You can't un-invent encryption algorithms.
David Chisnall (*Now with 50% more sarcasm!*)
in reply to Fonant • • •Self-hosted VPNs already have age verification. I know 100% of the people who use my own WireGuard tunnel (i.e. me) and all of them are over 18.
The same is true of corporate VPNs: credentials are given only to employees and they are over 18 for various existing legal reasons.
Fonant
in reply to David Chisnall (*Now with 50% more sarcasm!*) • • •But it's almost impossible for a government to detect a VPN service that doesn't have age restrictions. Unless it's one of the big well-known ones.
A foreign entity could set them up, or someone aged less than 16 for themselves (and perhaps also their mates).
You need:
1. A cheap server, anywhere in the world, connected to the internet.
2. VPN server software, available for free from lots of places.
3. Some instructions, easily available.
Charlie Stross
in reply to Fonant • • •David Chisnall (*Now with 50% more sarcasm!*)
in reply to Charlie Stross • • •Unless I misunderstood the proposed law, it's the VPN operator that would be prosecuted in this case. They may lose their ability to take money from people in the UK.

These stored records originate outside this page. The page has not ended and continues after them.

//! Test infrastructure for disposal expectation tests.
//!
//! Expected diagnostics are embedded directly in C# fixtures using `//~`
//! comments. Every line must report exactly the diagnostics its comments
//! name: a missing diagnostic and an unexpected one both fail.
//!
//! # Test Organization
//!
//! Each fixture file is a test suite ("describe"), each top-level type
//! declaration is a test case ("it"):
//!
//! ```text
//! // File: locals.cs - describes local variable handling
//! class DisposedInFinally {
//!     void M() {
//!         var s = new MemoryStream();
//!         try { } finally { s.Dispose(); }
//!     }
//! }
//!
//! class NeverDisposed {
//!     void M() {
//!         var s = new MemoryStream();     //~ local: s
//!     }
//! }
//! ```
//!
//! A type without any `//~` comment asserts that nothing in it is reported.
//! A `<stem>.toml` file next to the fixture extends the default
//! configuration for that fixture only.
//!
//! # Usage
//!
//! ```rust,ignore
//! use disposal_lint::testing::verify_file;
//!
//! if let Err(e) = verify_file(&path) {
//!     panic!("{}", e);
//! }
//! ```

pub mod error;
pub mod expectation;
pub mod matcher;

pub use error::{CaseTestResult, ExpectationFailure, FileTestResult, VerificationError};
pub use expectation::{parse_kind, Expectation, ExpectationSet};

use std::collections::BTreeMap;
use std::path::{Path, PathBuf};

use crate::analysis::{AnalysisContext, Compilation, Diagnostic};
use crate::config::Config;
use crate::syntax::{kinds, nav, Descendants, SourceFile};
use matcher::match_line;

const TOP_LEVEL: &str = "(top level)";

/// A test case discovered in a fixture file.
#[derive(Debug)]
pub struct TestCase {
    /// Type name (becomes the test name).
    pub name: String,
    /// Line range (start, end) - 0-indexed, inclusive.
    pub line_range: (u32, u32),
}

impl TestCase {
    fn contains(&self, line: u32) -> bool {
        line >= self.line_range.0 && line <= self.line_range.1
    }
}

/// Discover the outermost type declarations of a file.
///
/// Types nested inside other types belong to their outer case; types in a
/// namespace count as outermost.
pub fn discover_test_cases(file: &SourceFile) -> Vec<TestCase> {
    Descendants::new(file.root())
        .filter(|node| kinds::is_type_declaration(node.kind()))
        .filter(|node| nav::enclosing_type(*node).is_none())
        .map(|node| TestCase {
            name: nav::declaration_name(node)
                .map(|name| file.node_text(name).to_string())
                .unwrap_or_else(|| format!("<anonymous@{}>", node.start_position().row + 1)),
            line_range: (
                node.start_position().row as u32,
                node.end_position().row as u32,
            ),
        })
        .collect()
}

/// Leading `//` comment lines of a fixture, without the slashes.
fn fixture_summary(source: &str) -> Option<String> {
    let lines: Vec<&str> = source
        .lines()
        .map(str::trim_start)
        .take_while(|line| line.starts_with("//") && !line.starts_with("//~"))
        .map(|line| line.trim_start_matches('/').trim())
        .collect();
    (!lines.is_empty()).then(|| lines.join("\n"))
}

/// Configuration for a fixture: the defaults, extended by `<stem>.toml`
/// next to it when present.
pub fn fixture_context(path: &Path) -> Result<AnalysisContext, VerificationError> {
    let sibling = path.with_extension("toml");
    let config = if sibling.is_file() {
        tracing::debug!("{}: using {}", path.display(), sibling.display());
        Config::from_file(&sibling)
    } else {
        Config::defaults()
    }
    .map_err(|e| VerificationError::Config(e.to_string()))?;

    AnalysisContext::new(&config).map_err(|e| VerificationError::Config(e.to_string()))
}

/// Verify expectations in a fixture file.
///
/// Loads the file and its sibling configuration, runs the analysis and
/// compares reported diagnostics against expectations.
pub fn verify_file(path: &Path) -> Result<FileTestResult, VerificationError> {
    let source = std::fs::read_to_string(path).map_err(|source| VerificationError::Io {
        path: path.to_path_buf(),
        source,
    })?;
    let context = fixture_context(path)?;
    verify_source_with_context(path, &source, &context)
}

/// Verify expectations in source code using the default configuration.
pub fn verify_source(path: &Path, source: &str) -> Result<FileTestResult, VerificationError> {
    let context =
        AnalysisContext::with_defaults().map_err(|e| VerificationError::Config(e.to_string()))?;
    verify_source_with_context(path, source, &context)
}

/// Verify expectations in source code.
///
/// This is the main entry point for testing. It:
/// 1. Parses the source and its `//~` expectations
/// 2. Discovers test cases (outermost type declarations)
/// 3. Analyzes the file as a single-file compilation
/// 4. Matches diagnostics to expectations line by line, per case
pub fn verify_source_with_context(
    path: &Path,
    source: &str,
    context: &AnalysisContext,
) -> Result<FileTestResult, VerificationError> {
    let compilation = Compilation::parse([(path.to_path_buf(), source.to_string())], context)
        .map_err(|e| VerificationError::AnalysisFailed(e.to_string()))?;
    let Some(file) = compilation.files().first() else {
        return Err(VerificationError::AnalysisFailed("no file parsed".to_string()));
    };

    let (expectations, errors) = ExpectationSet::parse(file);
    if !errors.is_empty() {
        return Err(VerificationError::ParseErrors(errors));
    }

    let diagnostics = compilation.analyze(context);
    let cases = discover_test_cases(file);
    let lines: Vec<&str> = source.lines().collect();

    let mut results: Vec<CaseTestResult> = cases
        .iter()
        .map(|case| CaseTestResult {
            name: case.name.clone(),
            failures: verify_case(
                &case.name,
                &expectations.within(case.line_range.0, case.line_range.1),
                diagnostics.iter().filter(|d| case.contains(d.location.start_line)),
                &lines,
            ),
        })
        .collect();

    // Expectations and diagnostics outside every type, e.g. top-level statements
    let outside = |line: u32| !cases.iter().any(|case| case.contains(line));
    let stray_expectations = ExpectationSet {
        by_line: expectations
            .by_line
            .iter()
            .filter(|(line, _)| outside(**line))
            .map(|(line, exps)| (*line, exps.clone()))
            .collect(),
    };
    let stray_diagnostics: Vec<&Diagnostic> = diagnostics
        .iter()
        .filter(|d| outside(d.location.start_line))
        .collect();
    if !stray_expectations.is_empty() || !stray_diagnostics.is_empty() {
        results.push(CaseTestResult {
            name: TOP_LEVEL.to_string(),
            failures: verify_case(TOP_LEVEL, &stray_expectations, stray_diagnostics, &lines),
        });
    }

    let result = FileTestResult {
        path: path.to_path_buf(),
        summary: fixture_summary(source),
        cases: results,
    };

    if result.passed() {
        Ok(result)
    } else {
        Err(VerificationError::TestFailures(result))
    }
}

/// Verify every `.cs` fixture below a directory.
///
/// Files with failing cases are returned as results; configuration and
/// parse problems abort.
pub fn verify_directory(dir: &Path) -> Result<Vec<FileTestResult>, VerificationError> {
    let mut results = Vec::new();
    for path in fixture_files(dir) {
        match verify_file(&path) {
            Ok(result) => results.push(result),
            Err(VerificationError::TestFailures(result)) => results.push(result),
            Err(e) => return Err(e),
        }
    }
    Ok(results)
}

/// `.cs` files below a directory, sorted.
pub fn fixture_files(dir: &Path) -> Vec<PathBuf> {
    let pattern = dir.join("**").join("*.cs");
    let mut files: Vec<PathBuf> = glob::glob(&pattern.to_string_lossy())
        .map(|paths| paths.flatten().collect())
        .unwrap_or_default();
    files.sort();
    files
}

/// Match a case's diagnostics against its expectations, line by line.
fn verify_case<'d>(
    case: &str,
    expectations: &ExpectationSet,
    diagnostics: impl IntoIterator<Item = &'d Diagnostic>,
    lines: &[&str],
) -> Vec<ExpectationFailure> {
    let mut by_line: BTreeMap<u32, Vec<&Diagnostic>> = BTreeMap::new();
    for diagnostic in diagnostics {
        by_line
            .entry(diagnostic.location.start_line)
            .or_default()
            .push(diagnostic);
    }

    let mut all_lines: Vec<u32> = expectations
        .by_line
        .keys()
        .chain(by_line.keys())
        .copied()
        .collect();
    all_lines.sort_unstable();
    all_lines.dedup();

    let mut failures = Vec::new();
    for line in all_lines {
        let expected = expectations.get(line).map(Vec::as_slice).unwrap_or(&[]);
        let actual = by_line.get(&line).map(Vec::as_slice).unwrap_or(&[]);
        let source_line = lines.get(line as usize).copied().unwrap_or_default();

        for result in match_line(expected, actual) {
            failures.push(ExpectationFailure {
                case: case.to_string(),
                line: line + 1,
                result,
                source_line: source_line.to_string(),
            });
        }
    }
    failures
}

/// Format test results for display.
pub fn format_results(result: &FileTestResult) -> String {
    let mut output = String::new();
    output.push_str(&format!("{}\n", result.path.display()));

    for case in &result.cases {
        if case.passed() {
            output.push_str(&format!("  \u{2713} {}\n", case.name));
        } else {
            output.push_str(&format!("  \u{2717} {}\n", case.name));
            for failure in &case.failures {
                output.push_str(&format!("      {}\n", failure));
            }
        }
    }

    output.push_str(&format!(
        "\n{} passed, {} failed\n",
        result.pass_count(),
        result.fail_count()
    ));

    output
}

#[cfg(test)]
mod tests {
    use super::*;

    const SOURCE: &str = r#"// Locals that are and are not disposed.
using System.IO;

namespace Fixtures
{
    class Disposed
    {
        void M()
        {
            var s = new MemoryStream();
            s.Dispose();
        }
    }

    class Leaked
    {
        void M()
        {
            var s = new MemoryStream();     //~ local: s
        }

        class Nested { }
    }
}
"#;

    #[test]
    fn test_discover_cases() {
        let file = SourceFile::parse("cases.cs", SOURCE).unwrap();
        let cases = discover_test_cases(&file);
        let names: Vec<&str> = cases.iter().map(|c| c.name.as_str()).collect();
        assert_eq!(names, vec!["Disposed", "Leaked"]);
        assert!(cases[1].contains(18));
    }

    #[test]
    fn test_fixture_summary() {
        assert_eq!(
            fixture_summary(SOURCE).as_deref(),
            Some("Locals that are and are not disposed.")
        );
        assert_eq!(fixture_summary("class A { }"), None);
    }

    #[test]
    fn test_verify_source_passes() {
        let result = verify_source(Path::new("cases.cs"), SOURCE).unwrap();
        assert_eq!(result.total(), 2);
        assert!(result.passed());
    }

    #[test]
    fn test_verify_source_reports_missing_expectation() {
        let source = SOURCE.replace("//~ local: s", "");
        let err = verify_source(Path::new("cases.cs"), &source).unwrap_err();
        let VerificationError::TestFailures(result) = err else {
            panic!("expected test failures, got {}", err);
        };
        assert_eq!(result.pass_count(), 1);
        assert_eq!(result.fail_count(), 1);
        let rendered = format_results(&result);
        assert!(rendered.contains("\u{2717} Leaked"));
        assert!(rendered.contains("unexpected local: s (MemoryStream)"));
    }

    #[test]
    fn test_verify_source_reports_wrong_name() {
        let source = SOURCE.replace("//~ local: s", "//~ local: t");
        let err = verify_source(Path::new("cases.cs"), &source).unwrap_err();
        assert!(err.to_string().contains("expected `local: t`"));
    }

    #[test]
    fn test_parse_errors_abort() {
        let source = SOURCE.replace("//~ local: s", "//~ leak: s");
        let err = verify_source(Path::new("cases.cs"), &source).unwrap_err();
        assert!(matches!(err, VerificationError::ParseErrors(_)));
    }
}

If I'm over 18, it is not illegal for me to use the VPN, so someone would have to prove that I am using it but no one checked that I was over 18. If I am under 18, then the provider is at more legal risk but they could claim that they did age verification and this user managed to bypass it somehow.
The simplest way of doing age verification is to require a payment from a credit card in your name. The easiest way of bypassing this is to use a parent's credit card. If a company takes payment for VPN use via credit card, and makes a minimal effort to not accept debit cards or pre-paid cards for folks in the UK, they're probably okay.
Which doesn't mean that this is in any way a sensible law.
Fonant
in reply to David Chisnall (*Now with 50% more sarcasm!*) • • •The government has to discover that there is an illegal VPN being used in the first place.
It is quite possible for millions of VPNs to be made available to UK children, hosted all over the world. Perhaps hosted by children, sharing the small monthly server costs. Quite secret, extremely difficult to find.
The proposed law could only ever hope to apply to a few big VPN companies. Which just moves the VPN usage by children underground, where other dangers lurk.
HighlandLawyer
in reply to Fonant • • •History has proven both are always true until they aren't.